To boost its capital, District-based Fannie Mae has sold $5 billion worth of stock and is cutting its dividend.
(Jay Mallin -- Bloomberg News)
Based on the number of shares outstanding Fannie Mae reported in mid-2004, the dividend cut would save the company $251.7 million.
The action was another blow to investors who have seen billions of dollars of stock value evaporate since September, when regulators accused Fannie Mae of manipulating its accounting. Last month, the scandal cost chief executive Franklin D. Raines and chief financial officer J. Timothy Howard their jobs.
The 26-cent dividend was approved by the Office of Federal Housing Enterprise Oversight, which is still reviewing a broader plan the company has submitted to raise capital. OFHEO declared Fannie Mae "significantly undercapitalized" in December, after the staff of the Securities and Exchange Commission ruled that Fannie Mae had improperly accounted for financial contracts known as derivatives, which the company says it uses to hedge against risks.
Fannie Mae has estimated that correcting those problems could require it to record $9 billion of losses that it had kept off its income statements, and OFHEO said those losses would leave Fannie Mae about $3 billion short of its minimum capital requirement of $31.8 billion as of Sept. 30.
But Fannie Mae had to recoup more than just $3 billion because it had already committed to achieving a surplus of 30 percent more capital than the minimum requirement. The capital is a cushion the company is required to maintain itself against a financial downturn.
Fannie Mae last month announced that it was selling $5 billion of preferred stock to institutional investors as part of its effort to boost capital. The dividend cut was meant to "accelerate" the increase, Fannie Mae said in a news release.
"The Board will continue to assess dividend payments for each quarter, and OFHEO has indicated that it will continue to review dividend payment requests for each quarter based upon the facts and conditions existing at the time," Fannie Mae said.
"This action demonstrates the Board's commitment to taking necessary measures to increase the company's capital," OFHEO Director Armando Falcon Jr. said in a statement.
In another development yesterday, Rep.

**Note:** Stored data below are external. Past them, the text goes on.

//! Post service
//!
//! The posts and comments that reactions point at, plus per-member
//! listings of reacted targets.

use std::sync::Arc;

use chrono::Utc;

use super::NotificationService;
use crate::data::{Comment, Database, EntityId, Polarity, Post, TargetKind};
use crate::error::AppError;

/// Post service
pub struct PostService {
    db: Arc<Database>,
    notifications: NotificationService,
}

impl PostService {
    /// Create new post service
    pub fn new(db: Arc<Database>) -> Self {
        let notifications = NotificationService::new(db.clone());
        Self { db, notifications }
    }

    pub async fn create_post(
        &self,
        author: &str,
        title: String,
        content: String,
    ) -> Result<Post, AppError> {
        if title.trim().is_empty() {
            return Err(AppError::Validation("Title must not be empty".to_string()));
        }

        let post = Post {
            id: EntityId::new().0,
            author: author.to_string(),
            title,
            content,
            likes: 0,
            dislikes: 0,
            views: 0,
            created_at: Utc::now(),
        };
        self.db.insert_post(&post).await?;
        tracing::info!(author = %author, post_id = %post.id, "Post created");

        Ok(post)
    }

    pub async fn get_post(&self, id: &str) -> Result<Post, AppError> {
        self.db.get_post(id).await?.ok_or(AppError::NotFound)
    }

    /// Comment on a post and notify its author
    pub async fn create_comment(
        &self,
        author: &str,
        post_id: &str,
        content: String,
    ) -> Result<Comment, AppError> {
        if content.trim().is_empty() {
            return Err(AppError::Validation("Comment must not be empty".to_string()));
        }
        let post = self.get_post(post_id).await?;

        let comment = Comment {
            id: EntityId::new().0,
            post_id: post.id,
            author: author.to_string(),
            content,
            likes: 0,
            dislikes: 0,
            created_at: Utc::now(),
        };
        self.db.insert_comment(&comment).await?;
        tracing::info!(author = %author, post_id = %post_id, comment_id = %comment.id, "Comment created");

        self.notifications
            .deliver(
                &post.author,
                author,
                "New comment on your post!",
                &format!("{author} commented: {}", comment.content),
            )
            .await;

        Ok(comment)
    }

    /// Get a comment; `NotFound` when it belongs to another post
    pub async fn get_comment(&self, post_id: &str, comment_id: &str) -> Result<Comment, AppError> {
        self.db
            .get_comment(comment_id)
            .await?
            .filter(|comment| comment.post_id == post_id)
            .ok_or(AppError::NotFound)
    }

    /// IDs of posts or comments `username` reacted to with `polarity`
    pub async fn reacted_targets(
        &self,
        username: &str,
        kind: TargetKind,
        polarity: Polarity,
    ) -> Result<Vec<String>, AppError> {
        if !self.db.member_exists(username).await? {
            return Err(AppError::NotFound);
        }
        self.db.get_reacted_target_ids(username, kind, polarity).await
    }
}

Richard H. Baker (R-La.), chairman of a House subcommittee that oversees Fannie Mae, criticized the company's response to a mortgage scam perpetrated by a North Carolina lender called First Beneficial Mortgage Corp.
After Fannie Mae discovered that First Beneficial had sold it fraudulent loans, Fannie Mae resold the loans to First Beneficial, which then unloaded them on Ginnie Mae, a government agency, according to the Justice Department.
In a letter to Baker and other lawmakers that Baker released yesterday, Fannie Mae's acting chief executive, Daniel H. Mudd, said the company resold mortgages to First Beneficial in 1998, 1999 and 2000 after discovering that the properties underlying some of the loans were vacant or under construction.
Fannie Mae's Atlanta office received a call in 1998 from an investigator for the North Carolina State Banking Commission saying First Beneficial was attempting to sell loans to Ginnie Mae, but the investigator didn't say those loans were Fannie Mae loans, Mudd wrote. Separately, in a conversation with a Fannie Mae employee, a First Beneficial employee "speculated that First Beneficial might be trying to buy loans back from Fannie Mae and sell them to Ginnie Mae," Mudd wrote.
Mudd said Fannie Mae "may have been able to take further steps to investigate and determine whether First Beneficial was engaging in conduct that amounted to fraud."
"Yet to be determined is what accountability, if any, Fannie brought to bear on those at the company responsible for overseeing this activity and what knowledge they had that the activity was fraudulent," Baker said in a news release.
"The lax internal oversight described by Fannie Mae in the First Beneficial fraud makes clear the need for robust external oversight and for regulatory reform to be passed by Congress this year," Baker said.